What needs to be done
Please copy out all lines of the entries that contain the word "every".

Input
----

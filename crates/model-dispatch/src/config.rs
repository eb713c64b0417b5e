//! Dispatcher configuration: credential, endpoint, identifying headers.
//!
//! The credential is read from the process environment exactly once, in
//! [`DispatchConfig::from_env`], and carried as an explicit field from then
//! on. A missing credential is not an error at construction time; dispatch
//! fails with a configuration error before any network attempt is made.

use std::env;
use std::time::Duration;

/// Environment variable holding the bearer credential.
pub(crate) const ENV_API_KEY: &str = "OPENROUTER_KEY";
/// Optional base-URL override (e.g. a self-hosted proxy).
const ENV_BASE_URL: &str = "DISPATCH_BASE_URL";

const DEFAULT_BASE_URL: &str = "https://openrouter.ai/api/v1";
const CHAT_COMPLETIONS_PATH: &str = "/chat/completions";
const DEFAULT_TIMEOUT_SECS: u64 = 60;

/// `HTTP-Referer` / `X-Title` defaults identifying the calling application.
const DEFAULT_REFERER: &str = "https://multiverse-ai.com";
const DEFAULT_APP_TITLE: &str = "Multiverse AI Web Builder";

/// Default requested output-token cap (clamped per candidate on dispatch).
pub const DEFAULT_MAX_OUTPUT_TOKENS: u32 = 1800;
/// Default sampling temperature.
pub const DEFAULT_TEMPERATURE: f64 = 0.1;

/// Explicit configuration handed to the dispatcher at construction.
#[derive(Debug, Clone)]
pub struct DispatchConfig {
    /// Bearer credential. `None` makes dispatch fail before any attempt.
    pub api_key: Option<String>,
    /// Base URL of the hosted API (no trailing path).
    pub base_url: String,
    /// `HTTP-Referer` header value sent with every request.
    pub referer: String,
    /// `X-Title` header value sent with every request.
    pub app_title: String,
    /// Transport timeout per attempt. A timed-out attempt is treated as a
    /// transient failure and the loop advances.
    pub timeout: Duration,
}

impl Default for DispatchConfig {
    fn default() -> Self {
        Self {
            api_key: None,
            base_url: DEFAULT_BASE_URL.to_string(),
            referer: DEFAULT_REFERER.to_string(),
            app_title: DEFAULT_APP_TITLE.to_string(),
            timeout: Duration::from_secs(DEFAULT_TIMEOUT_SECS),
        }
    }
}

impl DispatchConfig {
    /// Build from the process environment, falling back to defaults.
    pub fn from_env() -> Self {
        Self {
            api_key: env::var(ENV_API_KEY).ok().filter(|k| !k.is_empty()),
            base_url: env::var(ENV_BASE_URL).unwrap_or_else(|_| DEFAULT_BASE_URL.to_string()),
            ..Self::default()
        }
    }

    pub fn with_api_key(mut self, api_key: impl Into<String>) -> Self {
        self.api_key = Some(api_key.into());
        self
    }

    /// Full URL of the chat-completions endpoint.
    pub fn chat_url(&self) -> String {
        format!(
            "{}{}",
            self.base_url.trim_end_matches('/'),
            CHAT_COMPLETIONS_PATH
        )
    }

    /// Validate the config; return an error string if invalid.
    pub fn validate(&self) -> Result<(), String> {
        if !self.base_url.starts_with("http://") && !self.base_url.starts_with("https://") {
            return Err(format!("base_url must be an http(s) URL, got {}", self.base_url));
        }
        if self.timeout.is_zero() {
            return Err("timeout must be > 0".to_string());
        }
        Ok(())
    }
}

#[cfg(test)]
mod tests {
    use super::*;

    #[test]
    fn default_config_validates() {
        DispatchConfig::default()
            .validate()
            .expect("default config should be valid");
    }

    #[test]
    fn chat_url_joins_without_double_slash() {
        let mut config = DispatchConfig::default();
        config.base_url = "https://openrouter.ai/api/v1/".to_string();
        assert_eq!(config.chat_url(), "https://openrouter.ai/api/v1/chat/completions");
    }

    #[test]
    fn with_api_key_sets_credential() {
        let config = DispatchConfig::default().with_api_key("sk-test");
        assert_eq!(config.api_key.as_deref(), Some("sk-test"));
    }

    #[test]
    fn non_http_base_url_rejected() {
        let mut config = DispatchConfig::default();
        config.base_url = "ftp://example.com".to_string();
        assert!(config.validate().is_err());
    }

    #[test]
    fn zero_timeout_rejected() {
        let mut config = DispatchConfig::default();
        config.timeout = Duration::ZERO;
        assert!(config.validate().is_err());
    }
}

----

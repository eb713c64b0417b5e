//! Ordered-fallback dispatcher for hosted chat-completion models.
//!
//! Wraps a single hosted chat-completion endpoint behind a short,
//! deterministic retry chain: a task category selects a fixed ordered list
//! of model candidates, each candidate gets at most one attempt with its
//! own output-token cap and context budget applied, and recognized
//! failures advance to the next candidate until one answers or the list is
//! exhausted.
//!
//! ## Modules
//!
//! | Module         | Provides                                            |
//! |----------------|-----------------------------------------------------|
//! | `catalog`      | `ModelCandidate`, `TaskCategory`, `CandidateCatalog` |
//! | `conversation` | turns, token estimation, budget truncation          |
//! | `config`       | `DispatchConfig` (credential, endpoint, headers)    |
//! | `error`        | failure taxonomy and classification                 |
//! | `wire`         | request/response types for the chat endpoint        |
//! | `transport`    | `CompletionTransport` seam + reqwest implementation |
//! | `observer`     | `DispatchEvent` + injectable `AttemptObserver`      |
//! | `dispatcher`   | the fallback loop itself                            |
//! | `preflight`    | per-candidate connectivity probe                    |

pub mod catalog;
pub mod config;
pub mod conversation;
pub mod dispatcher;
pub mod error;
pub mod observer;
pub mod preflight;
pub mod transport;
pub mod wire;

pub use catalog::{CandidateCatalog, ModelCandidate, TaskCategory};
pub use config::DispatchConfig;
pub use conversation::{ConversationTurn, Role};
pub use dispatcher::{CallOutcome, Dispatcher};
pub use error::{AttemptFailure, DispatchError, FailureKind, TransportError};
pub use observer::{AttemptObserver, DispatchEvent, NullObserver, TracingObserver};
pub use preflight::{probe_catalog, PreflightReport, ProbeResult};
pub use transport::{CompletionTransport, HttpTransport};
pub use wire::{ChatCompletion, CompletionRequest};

----

Task output
    /// `HTTP-Referer` header value sent with every request.
    /// `X-Title` header value sent with every request.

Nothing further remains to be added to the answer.